Dataset entries:
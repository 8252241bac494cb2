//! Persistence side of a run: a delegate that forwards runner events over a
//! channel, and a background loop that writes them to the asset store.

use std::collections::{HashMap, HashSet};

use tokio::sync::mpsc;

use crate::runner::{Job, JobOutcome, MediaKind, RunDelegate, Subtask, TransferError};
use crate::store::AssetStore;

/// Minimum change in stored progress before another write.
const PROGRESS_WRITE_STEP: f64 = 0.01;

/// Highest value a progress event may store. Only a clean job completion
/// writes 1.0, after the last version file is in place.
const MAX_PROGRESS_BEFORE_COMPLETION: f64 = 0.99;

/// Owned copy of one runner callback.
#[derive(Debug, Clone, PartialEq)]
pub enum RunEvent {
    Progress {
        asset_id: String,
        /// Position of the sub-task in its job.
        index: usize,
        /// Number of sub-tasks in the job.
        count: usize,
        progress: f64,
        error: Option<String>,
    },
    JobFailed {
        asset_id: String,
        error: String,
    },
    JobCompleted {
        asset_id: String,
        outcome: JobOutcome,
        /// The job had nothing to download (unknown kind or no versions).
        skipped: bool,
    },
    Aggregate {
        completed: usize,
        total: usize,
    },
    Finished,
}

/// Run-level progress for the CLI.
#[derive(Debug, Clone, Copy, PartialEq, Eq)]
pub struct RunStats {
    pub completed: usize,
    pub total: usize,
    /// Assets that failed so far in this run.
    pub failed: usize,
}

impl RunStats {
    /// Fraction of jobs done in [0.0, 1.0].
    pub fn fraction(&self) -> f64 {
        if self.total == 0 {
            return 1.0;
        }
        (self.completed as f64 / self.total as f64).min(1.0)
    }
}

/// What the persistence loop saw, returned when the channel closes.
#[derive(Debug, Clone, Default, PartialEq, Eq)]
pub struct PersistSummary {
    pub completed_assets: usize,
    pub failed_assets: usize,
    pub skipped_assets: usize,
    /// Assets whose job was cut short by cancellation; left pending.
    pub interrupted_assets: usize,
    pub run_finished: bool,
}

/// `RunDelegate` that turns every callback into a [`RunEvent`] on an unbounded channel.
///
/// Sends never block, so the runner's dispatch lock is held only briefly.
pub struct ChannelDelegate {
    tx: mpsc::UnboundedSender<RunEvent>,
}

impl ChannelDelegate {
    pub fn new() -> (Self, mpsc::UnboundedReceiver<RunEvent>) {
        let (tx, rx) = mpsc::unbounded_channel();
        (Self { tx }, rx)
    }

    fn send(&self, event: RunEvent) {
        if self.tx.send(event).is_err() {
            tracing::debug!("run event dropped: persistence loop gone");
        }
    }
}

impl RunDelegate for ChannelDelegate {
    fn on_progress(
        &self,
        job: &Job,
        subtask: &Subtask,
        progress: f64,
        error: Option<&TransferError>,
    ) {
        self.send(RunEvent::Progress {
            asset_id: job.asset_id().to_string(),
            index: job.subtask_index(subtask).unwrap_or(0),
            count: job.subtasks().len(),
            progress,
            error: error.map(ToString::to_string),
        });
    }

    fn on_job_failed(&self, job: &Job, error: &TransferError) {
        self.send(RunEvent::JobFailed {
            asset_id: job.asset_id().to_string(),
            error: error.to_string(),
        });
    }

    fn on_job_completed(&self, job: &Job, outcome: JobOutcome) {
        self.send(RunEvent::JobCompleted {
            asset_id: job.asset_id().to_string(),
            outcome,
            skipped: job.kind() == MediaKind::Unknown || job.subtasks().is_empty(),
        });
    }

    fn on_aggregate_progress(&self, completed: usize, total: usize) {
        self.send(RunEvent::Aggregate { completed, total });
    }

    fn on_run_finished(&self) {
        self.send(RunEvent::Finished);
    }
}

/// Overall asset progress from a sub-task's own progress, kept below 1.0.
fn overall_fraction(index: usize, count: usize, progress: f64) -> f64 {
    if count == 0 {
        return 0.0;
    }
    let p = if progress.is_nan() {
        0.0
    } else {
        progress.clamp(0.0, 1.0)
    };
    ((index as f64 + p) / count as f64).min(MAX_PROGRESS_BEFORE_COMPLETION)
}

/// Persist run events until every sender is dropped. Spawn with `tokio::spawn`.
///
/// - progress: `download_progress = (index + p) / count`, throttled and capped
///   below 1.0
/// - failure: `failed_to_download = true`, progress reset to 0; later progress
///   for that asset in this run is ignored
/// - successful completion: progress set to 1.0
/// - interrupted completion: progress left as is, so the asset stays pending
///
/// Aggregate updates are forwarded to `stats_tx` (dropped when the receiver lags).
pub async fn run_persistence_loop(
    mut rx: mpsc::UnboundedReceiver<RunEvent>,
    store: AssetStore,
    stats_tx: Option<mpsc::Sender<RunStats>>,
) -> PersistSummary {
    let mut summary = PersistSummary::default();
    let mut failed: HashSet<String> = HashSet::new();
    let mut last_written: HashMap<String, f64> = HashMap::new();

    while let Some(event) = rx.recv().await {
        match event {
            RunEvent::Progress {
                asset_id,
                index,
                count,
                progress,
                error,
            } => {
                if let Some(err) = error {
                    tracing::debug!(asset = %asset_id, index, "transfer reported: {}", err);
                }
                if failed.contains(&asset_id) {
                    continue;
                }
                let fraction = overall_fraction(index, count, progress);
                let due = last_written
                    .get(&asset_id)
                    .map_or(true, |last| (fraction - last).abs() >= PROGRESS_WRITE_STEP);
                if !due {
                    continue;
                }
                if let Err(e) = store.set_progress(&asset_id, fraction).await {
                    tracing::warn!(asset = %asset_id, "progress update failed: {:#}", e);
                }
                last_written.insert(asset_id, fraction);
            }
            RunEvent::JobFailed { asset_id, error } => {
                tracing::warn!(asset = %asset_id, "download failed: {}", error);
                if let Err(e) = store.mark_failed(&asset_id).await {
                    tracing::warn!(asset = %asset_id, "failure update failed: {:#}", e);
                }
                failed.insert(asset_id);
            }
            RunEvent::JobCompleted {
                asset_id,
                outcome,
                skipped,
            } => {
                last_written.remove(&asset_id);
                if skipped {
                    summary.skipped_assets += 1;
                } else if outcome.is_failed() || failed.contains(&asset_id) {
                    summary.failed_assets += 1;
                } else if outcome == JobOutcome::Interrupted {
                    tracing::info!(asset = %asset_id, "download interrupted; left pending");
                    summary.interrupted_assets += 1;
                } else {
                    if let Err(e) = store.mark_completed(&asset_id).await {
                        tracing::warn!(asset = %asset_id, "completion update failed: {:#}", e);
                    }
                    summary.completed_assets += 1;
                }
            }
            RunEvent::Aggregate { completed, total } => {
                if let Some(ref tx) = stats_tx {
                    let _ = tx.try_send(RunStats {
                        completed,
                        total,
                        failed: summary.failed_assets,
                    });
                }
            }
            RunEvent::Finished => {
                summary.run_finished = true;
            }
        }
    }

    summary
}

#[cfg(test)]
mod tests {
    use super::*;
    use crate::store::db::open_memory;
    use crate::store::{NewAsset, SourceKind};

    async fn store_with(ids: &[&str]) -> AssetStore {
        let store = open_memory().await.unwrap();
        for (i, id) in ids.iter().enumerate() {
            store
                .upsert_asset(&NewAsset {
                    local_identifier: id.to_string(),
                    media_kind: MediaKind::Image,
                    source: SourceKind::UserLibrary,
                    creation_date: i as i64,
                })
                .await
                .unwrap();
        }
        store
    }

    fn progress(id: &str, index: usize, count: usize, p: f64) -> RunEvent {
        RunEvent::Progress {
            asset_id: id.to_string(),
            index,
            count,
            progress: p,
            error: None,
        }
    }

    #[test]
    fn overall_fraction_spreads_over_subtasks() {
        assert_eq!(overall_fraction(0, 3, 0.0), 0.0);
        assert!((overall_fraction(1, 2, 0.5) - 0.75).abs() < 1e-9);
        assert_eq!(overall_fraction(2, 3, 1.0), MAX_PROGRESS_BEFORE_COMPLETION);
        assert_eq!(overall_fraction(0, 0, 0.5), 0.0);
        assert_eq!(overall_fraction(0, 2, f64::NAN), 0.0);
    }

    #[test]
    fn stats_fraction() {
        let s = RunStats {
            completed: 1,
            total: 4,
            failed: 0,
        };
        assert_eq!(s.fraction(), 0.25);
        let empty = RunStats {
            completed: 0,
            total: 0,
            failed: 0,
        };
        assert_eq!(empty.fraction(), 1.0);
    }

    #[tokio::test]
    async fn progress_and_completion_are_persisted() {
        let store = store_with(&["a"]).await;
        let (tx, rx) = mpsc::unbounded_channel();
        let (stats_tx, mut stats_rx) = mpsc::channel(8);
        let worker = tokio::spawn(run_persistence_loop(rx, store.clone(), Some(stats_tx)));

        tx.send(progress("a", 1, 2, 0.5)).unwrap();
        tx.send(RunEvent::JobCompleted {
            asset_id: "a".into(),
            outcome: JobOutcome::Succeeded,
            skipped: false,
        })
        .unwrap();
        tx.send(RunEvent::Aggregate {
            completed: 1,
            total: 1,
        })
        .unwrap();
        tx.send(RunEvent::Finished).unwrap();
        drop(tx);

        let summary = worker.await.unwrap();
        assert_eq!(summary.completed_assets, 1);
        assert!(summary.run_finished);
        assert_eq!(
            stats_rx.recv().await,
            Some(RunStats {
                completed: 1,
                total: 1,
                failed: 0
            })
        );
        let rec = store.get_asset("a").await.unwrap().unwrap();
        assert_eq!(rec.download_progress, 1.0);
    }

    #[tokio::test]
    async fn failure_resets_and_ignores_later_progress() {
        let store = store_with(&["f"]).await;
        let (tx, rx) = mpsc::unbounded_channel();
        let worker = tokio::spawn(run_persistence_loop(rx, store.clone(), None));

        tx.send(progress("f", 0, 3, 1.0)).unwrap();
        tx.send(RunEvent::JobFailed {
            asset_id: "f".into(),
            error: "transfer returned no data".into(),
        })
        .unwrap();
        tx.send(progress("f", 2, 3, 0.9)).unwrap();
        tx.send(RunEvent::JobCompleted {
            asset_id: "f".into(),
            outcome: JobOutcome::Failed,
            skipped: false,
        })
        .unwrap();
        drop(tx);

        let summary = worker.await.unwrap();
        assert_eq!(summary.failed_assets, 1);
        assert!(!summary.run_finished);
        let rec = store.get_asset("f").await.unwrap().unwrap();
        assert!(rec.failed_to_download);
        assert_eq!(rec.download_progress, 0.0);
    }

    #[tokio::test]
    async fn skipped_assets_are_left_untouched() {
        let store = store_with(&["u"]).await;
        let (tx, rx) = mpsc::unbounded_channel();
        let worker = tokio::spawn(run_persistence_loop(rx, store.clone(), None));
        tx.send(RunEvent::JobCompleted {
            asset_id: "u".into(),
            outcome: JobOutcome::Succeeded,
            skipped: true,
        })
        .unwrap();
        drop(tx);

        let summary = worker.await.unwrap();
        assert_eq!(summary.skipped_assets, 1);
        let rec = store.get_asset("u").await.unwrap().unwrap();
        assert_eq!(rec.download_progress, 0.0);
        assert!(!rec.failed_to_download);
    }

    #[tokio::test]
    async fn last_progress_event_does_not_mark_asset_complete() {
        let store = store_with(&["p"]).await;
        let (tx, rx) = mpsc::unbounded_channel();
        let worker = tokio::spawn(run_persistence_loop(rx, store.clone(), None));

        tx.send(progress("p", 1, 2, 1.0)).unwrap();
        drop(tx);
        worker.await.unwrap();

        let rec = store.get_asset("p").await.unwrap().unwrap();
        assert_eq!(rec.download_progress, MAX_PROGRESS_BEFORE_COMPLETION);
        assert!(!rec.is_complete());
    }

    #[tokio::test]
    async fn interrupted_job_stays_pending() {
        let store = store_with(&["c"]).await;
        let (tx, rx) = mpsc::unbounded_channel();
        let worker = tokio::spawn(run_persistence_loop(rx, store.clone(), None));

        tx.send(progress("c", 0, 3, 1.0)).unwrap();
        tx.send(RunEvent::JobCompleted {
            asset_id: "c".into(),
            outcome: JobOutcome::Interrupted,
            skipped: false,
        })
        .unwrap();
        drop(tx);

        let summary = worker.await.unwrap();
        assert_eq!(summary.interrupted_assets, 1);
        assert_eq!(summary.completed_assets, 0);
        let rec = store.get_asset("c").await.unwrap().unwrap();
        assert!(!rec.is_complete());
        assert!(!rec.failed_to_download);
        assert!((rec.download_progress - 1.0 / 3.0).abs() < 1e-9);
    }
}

§ What is being asked
Reproduce every line of the entries above, unchanged, from the very first one down to and including the line containing "use tokio::sync::mpsc;".

§ Answer to the exercise
repository 8252241bac494cb2
//! Persistence side of a run: a delegate that forwards runner events over a
//! channel, and a background loop that writes them to the asset store.

use std::collections::{HashMap, HashSet};

use tokio::sync::mpsc;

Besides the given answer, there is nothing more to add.